• _Required work_
Given the records below, pull every line with the word "when" into the answer.
[Start of Attachment]
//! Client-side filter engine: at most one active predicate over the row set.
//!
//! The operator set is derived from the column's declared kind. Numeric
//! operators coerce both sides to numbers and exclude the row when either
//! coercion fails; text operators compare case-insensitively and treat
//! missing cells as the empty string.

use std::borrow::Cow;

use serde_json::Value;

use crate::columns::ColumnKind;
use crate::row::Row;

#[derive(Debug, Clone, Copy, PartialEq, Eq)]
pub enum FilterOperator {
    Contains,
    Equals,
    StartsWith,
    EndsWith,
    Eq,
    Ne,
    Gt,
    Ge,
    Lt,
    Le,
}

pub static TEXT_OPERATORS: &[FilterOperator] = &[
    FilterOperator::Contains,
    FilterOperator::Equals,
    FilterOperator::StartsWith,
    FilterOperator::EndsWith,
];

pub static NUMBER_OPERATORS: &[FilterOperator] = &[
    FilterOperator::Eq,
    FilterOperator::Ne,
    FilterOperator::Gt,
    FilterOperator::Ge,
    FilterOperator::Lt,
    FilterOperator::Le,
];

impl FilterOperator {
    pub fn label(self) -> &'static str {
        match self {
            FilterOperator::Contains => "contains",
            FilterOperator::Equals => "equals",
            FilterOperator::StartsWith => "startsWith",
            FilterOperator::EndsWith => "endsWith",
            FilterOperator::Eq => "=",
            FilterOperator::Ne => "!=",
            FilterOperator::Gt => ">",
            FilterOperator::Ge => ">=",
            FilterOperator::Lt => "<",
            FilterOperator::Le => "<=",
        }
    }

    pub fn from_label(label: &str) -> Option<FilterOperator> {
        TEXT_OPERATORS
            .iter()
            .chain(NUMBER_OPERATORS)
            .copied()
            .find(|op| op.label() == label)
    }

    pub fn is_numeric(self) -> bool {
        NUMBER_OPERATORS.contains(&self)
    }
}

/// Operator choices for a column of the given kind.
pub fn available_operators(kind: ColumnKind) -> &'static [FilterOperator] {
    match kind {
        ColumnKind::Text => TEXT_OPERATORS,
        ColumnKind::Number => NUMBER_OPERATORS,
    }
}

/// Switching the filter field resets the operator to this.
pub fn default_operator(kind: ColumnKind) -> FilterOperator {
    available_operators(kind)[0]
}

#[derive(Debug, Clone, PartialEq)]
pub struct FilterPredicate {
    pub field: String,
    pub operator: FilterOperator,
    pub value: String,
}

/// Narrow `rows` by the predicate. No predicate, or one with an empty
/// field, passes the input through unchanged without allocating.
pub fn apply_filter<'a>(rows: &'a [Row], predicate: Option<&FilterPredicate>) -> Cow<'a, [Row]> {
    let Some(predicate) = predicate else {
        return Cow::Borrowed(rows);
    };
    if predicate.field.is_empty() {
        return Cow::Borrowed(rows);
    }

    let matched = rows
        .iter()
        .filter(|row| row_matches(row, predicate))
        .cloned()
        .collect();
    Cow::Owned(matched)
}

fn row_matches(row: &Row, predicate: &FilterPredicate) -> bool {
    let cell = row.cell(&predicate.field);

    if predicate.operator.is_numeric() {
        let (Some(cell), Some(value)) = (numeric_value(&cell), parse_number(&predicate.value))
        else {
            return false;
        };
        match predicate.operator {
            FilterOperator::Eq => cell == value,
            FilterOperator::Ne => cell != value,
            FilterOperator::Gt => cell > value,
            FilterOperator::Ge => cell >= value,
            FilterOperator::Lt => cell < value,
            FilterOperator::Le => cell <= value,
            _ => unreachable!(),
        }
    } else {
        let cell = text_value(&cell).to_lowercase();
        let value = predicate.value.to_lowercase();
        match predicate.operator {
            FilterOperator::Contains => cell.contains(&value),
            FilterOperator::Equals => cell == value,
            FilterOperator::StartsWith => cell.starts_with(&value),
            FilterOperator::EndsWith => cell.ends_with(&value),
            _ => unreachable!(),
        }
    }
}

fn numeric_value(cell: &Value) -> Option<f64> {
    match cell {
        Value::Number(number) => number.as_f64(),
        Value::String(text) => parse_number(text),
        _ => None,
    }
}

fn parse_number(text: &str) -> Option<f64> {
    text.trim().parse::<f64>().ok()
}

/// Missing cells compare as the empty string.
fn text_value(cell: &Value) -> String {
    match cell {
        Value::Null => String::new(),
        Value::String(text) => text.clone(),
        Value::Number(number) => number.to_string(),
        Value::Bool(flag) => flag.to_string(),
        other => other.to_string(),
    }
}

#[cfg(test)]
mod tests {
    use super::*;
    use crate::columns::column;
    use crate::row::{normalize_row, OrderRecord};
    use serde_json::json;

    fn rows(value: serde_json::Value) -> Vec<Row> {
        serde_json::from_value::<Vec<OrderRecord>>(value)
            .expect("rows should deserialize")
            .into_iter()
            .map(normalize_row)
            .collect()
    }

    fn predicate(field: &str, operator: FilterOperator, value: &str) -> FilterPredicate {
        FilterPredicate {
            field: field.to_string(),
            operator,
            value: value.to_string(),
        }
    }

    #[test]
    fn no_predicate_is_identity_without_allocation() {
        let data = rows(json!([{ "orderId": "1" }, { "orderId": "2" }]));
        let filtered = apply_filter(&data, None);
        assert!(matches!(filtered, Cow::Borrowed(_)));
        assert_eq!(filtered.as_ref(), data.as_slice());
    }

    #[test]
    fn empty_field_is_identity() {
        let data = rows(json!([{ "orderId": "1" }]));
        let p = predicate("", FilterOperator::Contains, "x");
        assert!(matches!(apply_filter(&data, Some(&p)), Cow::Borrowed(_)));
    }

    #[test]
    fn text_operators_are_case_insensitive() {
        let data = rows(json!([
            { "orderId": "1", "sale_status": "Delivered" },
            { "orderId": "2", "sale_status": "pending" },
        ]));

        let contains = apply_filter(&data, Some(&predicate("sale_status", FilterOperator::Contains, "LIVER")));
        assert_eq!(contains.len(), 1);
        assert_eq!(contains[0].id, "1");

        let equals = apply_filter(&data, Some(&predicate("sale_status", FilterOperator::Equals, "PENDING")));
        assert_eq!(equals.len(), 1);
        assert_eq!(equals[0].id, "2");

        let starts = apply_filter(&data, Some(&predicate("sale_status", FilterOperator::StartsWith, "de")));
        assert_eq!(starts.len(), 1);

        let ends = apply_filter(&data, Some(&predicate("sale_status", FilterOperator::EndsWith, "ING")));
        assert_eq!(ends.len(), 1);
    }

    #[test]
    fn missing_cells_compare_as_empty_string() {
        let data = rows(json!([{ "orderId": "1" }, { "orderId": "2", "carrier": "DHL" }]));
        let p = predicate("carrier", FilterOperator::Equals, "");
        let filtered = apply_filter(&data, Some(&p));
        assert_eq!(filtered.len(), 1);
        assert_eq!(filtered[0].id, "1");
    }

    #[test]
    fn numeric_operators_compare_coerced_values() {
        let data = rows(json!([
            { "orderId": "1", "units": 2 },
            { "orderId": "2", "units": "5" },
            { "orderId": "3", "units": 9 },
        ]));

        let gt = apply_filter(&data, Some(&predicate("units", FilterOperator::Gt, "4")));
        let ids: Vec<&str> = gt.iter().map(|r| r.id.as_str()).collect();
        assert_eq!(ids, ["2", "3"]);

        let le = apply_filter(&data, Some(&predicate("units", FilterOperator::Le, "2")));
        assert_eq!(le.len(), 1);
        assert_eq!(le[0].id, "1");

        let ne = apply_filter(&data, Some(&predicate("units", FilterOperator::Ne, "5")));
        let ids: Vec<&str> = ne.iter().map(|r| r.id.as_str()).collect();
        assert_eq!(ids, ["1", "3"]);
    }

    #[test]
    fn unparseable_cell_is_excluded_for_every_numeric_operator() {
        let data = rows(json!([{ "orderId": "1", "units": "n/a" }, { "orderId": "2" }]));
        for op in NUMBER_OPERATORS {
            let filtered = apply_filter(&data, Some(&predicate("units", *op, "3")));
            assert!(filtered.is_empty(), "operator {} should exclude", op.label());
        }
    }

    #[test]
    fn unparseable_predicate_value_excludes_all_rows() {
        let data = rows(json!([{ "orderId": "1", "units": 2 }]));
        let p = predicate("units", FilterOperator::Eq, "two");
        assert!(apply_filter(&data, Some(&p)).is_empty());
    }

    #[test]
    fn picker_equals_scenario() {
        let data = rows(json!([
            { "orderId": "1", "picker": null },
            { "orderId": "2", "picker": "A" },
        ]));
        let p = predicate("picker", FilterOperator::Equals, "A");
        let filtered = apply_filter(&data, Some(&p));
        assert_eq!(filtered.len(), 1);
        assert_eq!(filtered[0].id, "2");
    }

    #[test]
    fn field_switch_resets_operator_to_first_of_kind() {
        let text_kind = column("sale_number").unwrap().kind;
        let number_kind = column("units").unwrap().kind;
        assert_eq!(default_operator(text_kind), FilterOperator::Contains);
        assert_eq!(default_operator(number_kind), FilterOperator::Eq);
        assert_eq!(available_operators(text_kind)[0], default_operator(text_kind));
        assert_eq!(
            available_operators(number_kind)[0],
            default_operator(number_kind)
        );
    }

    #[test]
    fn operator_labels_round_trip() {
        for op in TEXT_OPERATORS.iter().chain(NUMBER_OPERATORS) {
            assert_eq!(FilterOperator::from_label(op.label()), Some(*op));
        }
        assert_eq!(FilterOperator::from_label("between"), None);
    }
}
[End of Attachment]
[Start of Attachment]
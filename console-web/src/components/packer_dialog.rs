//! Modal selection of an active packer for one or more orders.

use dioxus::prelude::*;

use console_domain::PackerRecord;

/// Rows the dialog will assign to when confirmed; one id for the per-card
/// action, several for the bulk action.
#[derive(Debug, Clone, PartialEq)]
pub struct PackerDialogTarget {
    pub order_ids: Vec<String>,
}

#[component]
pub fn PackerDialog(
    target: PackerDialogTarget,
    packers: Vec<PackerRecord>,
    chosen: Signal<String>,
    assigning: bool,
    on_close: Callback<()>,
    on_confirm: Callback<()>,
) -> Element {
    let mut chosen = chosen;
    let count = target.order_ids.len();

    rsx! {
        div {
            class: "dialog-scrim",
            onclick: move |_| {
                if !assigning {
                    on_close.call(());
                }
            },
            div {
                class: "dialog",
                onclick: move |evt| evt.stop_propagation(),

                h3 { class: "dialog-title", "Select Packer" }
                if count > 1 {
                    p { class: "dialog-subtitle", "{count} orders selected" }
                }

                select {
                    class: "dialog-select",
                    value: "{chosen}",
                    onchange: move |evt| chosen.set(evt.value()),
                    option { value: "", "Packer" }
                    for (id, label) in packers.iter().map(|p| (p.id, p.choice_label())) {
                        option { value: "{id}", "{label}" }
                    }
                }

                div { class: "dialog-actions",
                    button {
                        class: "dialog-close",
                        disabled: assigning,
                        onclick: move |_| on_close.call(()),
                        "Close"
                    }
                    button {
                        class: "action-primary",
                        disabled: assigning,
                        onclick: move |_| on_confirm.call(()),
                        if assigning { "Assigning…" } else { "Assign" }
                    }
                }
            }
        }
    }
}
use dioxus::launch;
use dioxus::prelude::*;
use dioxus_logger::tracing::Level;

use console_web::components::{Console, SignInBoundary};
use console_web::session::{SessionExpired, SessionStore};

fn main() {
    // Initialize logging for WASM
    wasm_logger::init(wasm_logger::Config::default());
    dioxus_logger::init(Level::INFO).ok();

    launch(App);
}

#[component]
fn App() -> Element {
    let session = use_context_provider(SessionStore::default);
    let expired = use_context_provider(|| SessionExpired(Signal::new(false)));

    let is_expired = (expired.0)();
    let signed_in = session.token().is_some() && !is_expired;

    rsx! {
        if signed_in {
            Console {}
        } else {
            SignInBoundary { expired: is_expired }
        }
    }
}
[End of Attachment]
[Start of Attachment]
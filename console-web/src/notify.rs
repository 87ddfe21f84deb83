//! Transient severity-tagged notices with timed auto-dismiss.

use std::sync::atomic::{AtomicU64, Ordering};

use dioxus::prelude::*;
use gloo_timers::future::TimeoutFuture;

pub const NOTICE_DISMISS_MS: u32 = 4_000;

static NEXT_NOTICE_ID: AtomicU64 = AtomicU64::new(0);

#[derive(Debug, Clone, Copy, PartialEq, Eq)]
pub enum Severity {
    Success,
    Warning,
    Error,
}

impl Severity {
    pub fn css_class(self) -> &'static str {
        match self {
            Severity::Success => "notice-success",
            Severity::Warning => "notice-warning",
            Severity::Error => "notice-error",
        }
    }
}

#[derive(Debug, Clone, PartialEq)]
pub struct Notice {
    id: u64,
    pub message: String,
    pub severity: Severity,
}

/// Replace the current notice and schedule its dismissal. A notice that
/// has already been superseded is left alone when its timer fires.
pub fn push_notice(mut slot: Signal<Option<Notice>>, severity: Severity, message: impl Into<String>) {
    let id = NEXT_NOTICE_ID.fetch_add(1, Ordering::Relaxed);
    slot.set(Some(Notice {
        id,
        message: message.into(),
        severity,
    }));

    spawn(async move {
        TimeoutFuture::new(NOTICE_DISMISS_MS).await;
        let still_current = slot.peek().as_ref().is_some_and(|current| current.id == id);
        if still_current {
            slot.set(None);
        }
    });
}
[End of Attachment]
• _Answer to this exercise_
//! operators coerce both sides to numbers and exclude the row when either
/// Rows the dialog will assign to when confirmed; one id for the per-card
/// has already been superseded is left alone when its timer fires.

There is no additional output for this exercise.